=== Begin Enclosure ===

use chrono::NaiveDateTime;
use serde::{Deserialize, Serialize};
use sqlx::types::Json;

#[derive(Debug, Clone, Serialize, Deserialize, sqlx::FromRow)]
pub struct Post {
    pub id: u64,
    pub author_id: Option<u64>,
    pub content: String,
    pub post_type: String,
    pub images: Json<Vec<String>>,
    pub created_at: NaiveDateTime,
}

#[derive(Debug, Clone, Serialize, Deserialize, sqlx::FromRow)]
pub struct Comment {
    pub id: u64,
    pub post_id: u64,
    pub author_id: Option<u64>,
    pub content: String,
    pub created_at: NaiveDateTime,
}
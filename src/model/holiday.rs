use chrono::NaiveDate;
use serde::{Deserialize, Serialize};
use utoipa::ToSchema;

#[derive(Debug, Clone, Serialize, Deserialize, sqlx::FromRow, ToSchema)]
pub struct Holiday {
    pub id: u64,
    #[schema(example = "2026-01-26", value_type = String, format = "date")]
    pub date: NaiveDate,
    #[schema(example = "Republic Day")]
    pub name: String,
    #[schema(example = "National Holiday")]
    pub holiday_type: String,
    pub is_optional: bool,
}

=== End Enclosure ===

Directions for this task:
Work out how many lines of the preceding data contain the word "struct". Reply with that number only.

Response to this exercise:
3